Впрочем, в дядином случае это было более объяснимо, нежели в случае Саввы. А может, менее, потому что Савва спасал Союз Советских Социалистических Республик, а дядя всего-навсего готовился ублажить собственную плоть.
«Не вздумай! Тебя посадят! Как я один вернусь домой?» — зашипел Никита. У него не было сомнений: брат собирается огреть прыгающего по песку дядю пистолетом по голове, нагнать женщину, да и изнасиловать ее (с вероятным утоплением) прямо в море.
Савва наверное так бы и сделал, предварительно «вырубив» Никиту, но на счастье Никиты прямо на пляж, светя фарами, лихо вкатились побитые «Жигули», из которых высыпалось не меньше десяти нетрезвых и практически раздетых любителей ночного купания разного пола.
«Пошли!
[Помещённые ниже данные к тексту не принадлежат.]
mod plan;
mod problem;
mod router;
mod telemetry;

use std::net::SocketAddr;

use reqwest::Client;
use sendwarm_contacts::{AudienceResolver, ContactsClient};
use sendwarm_util::{load_env_file, AppConfig};
use tracing::info;
use url::Url;

#[tokio::main]
async fn main() -> Result<(), Box<dyn std::error::Error>> {
    load_env_file();
    let config = AppConfig::from_env()?;

    telemetry::init_tracing(&config)?;
    let metrics = telemetry::init_metrics()?;

    let contacts_base = Url::parse(&config.contacts.api_url)?;
    let http = Client::builder().timeout(config.contacts.timeout).build()?;
    let contacts = ContactsClient::new(contacts_base, config.contacts.api_token.clone(), http);
    let resolver = AudienceResolver::new(contacts);

    let state = router::AppState::new(metrics, resolver);

    let addr: SocketAddr = config.bind_addr;
    info!(stage = "app", %addr, env = %config.environment.as_str(), "starting HTTP server");

    let listener = tokio::net::TcpListener::bind(addr).await?;
    axum::serve(listener, router::app_router(state))
        .await
        .map_err(|err| err.into())
}
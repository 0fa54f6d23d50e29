use chrono::{DateTime, Utc};
use serde::{Deserialize, Serialize};

/// Growth parameters for a domain warmup run.
///
/// A config is immutable once a plan has been generated from it; changing any
/// field discards the plan and regenerates it from scratch.
#[derive(Debug, Clone, PartialEq, Serialize, Deserialize)]
#[serde(rename_all = "camelCase")]
pub struct WarmupConfig {
    /// Contacts sent in stage 0.
    pub initial_batch_size: u64,
    /// Multiplicative growth applied per stage.
    pub increment_factor: f64,
    /// Wall-clock spacing between consecutive stages, in hours.
    #[serde(rename = "incrementInterval")]
    pub increment_interval_hours: f64,
    /// Ceiling the batch size grows towards.
    pub max_batch_size: u64,
    /// When stage 0 is sent. Strictly future at validation time.
    #[serde(rename = "warmupStartDate")]
    pub start_at: DateTime<Utc>,
}

impl WarmupConfig {
    /// Returns the stage spacing converted to days.
    pub fn interval_days(&self) -> f64 {
        self.increment_interval_hours / 24.0
    }
}

/// One send batch within a warmup plan.
#[derive(Debug, Clone, PartialEq, Serialize, Deserialize)]
pub struct WarmupStage {
    #[serde(rename = "stage")]
    pub index: u32,
    #[serde(rename = "batchSize")]
    pub batch_size: u64,
    /// Running total of contacts sent once this stage completes.
    #[serde(rename = "totalSent")]
    pub cumulative_sent: u64,
    /// Days since the warmup start; fractional for sub-daily intervals.
    #[serde(rename = "day")]
    pub day_offset: f64,
    #[serde(rename = "date")]
    pub scheduled_at: DateTime<Utc>,
}

/// Complete send schedule produced by the stage generator.
///
/// Stages are in execution order and never re-sorted. Individual stages are
/// not patchable; the plan is a derived value.
#[derive(Debug, Clone, PartialEq, Serialize, Deserialize)]
#[serde(rename_all = "camelCase")]
pub struct WarmupPlan {
    pub stages: Vec<WarmupStage>,
    pub total_contacts: u64,
    pub estimated_duration_days: u32,
}

impl WarmupPlan {
    /// Returns the plan for an empty audience.
    pub fn empty() -> Self {
        Self {
            stages: Vec::new(),
            total_contacts: 0,
            estimated_duration_days: 0,
        }
    }

    /// Returns `true` when the plan schedules nothing.
    pub fn is_empty(&self) -> bool {
        self.stages.is_empty()
    }

    /// Summary statistics consumed by the UI and by structured logs.
    pub fn summary(&self) -> PlanSummary {
        PlanSummary {
            stage_count: self.stages.len() as u32,
            total_contacts: self.total_contacts,
            estimated_duration_days: self.estimated_duration_days,
            first_send_at: self.stages.first().map(|stage| stage.scheduled_at),
            last_send_at: self.stages.last().map(|stage| stage.scheduled_at),
        }
    }
}

/// Derived statistics shown alongside a plan.
#[derive(Debug, Clone, PartialEq, Serialize)]
#[serde(rename_all = "camelCase")]
pub struct PlanSummary {
    pub stage_count: u32,
    pub total_contacts: u64,
    pub estimated_duration_days: u32,
    #[serde(skip_serializing_if = "Option::is_none")]
    pub first_send_at: Option<DateTime<Utc>>,
    #[serde(skip_serializing_if = "Option::is_none")]
    pub last_send_at: Option<DateTime<Utc>>,
}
Они здесь все затопчут, нас не найдут!» — потащил брата в сторону выхода с пляжа Никита.
Тут и милиционер начал подавать признаки жизни. Он прохрипел: «Ох, б…», уселся на песке. Удержаться, впрочем, ему не удалось. Видимо, единственно возможным для него в данный момент положением было горизонтальное.
«Fare the well and if forever, still forever fare the well… — произнес Савва уже на асфальте среди кипарисов, магнолий и жимолости. — USSR…» — лицо его было в слезах.
«Что случилось? Кто тебя обидел? — прямо из тьмы, из кипарисов, магнолий и жимолости, видимо, только что справив малую нужду, шагнула к едва успевшему сунуть пистолет за пояс и прикрыть его рубашкой, Савве девушка в белой футболке и белых же шортах. У нее были зеленые, широко расставленные глаза и вспотевший лобик под челкой. Девушка поддувала под челку, смешно выставляя вперед нижнюю губу. — Утешься, — погладила Савву по голове, — на моей груди, хотя, конечно, — весело подмигнула Никите, — не сказать, что она у меня очень большая».
Никита взглянул на часы. Обычно, ему никогда не удавалось застать этот момент, но тут прямо на его глазах число «18», щелкнув, сменилось на «19». Было семь минут первого. Почему-то цифры задерживались с прыжком.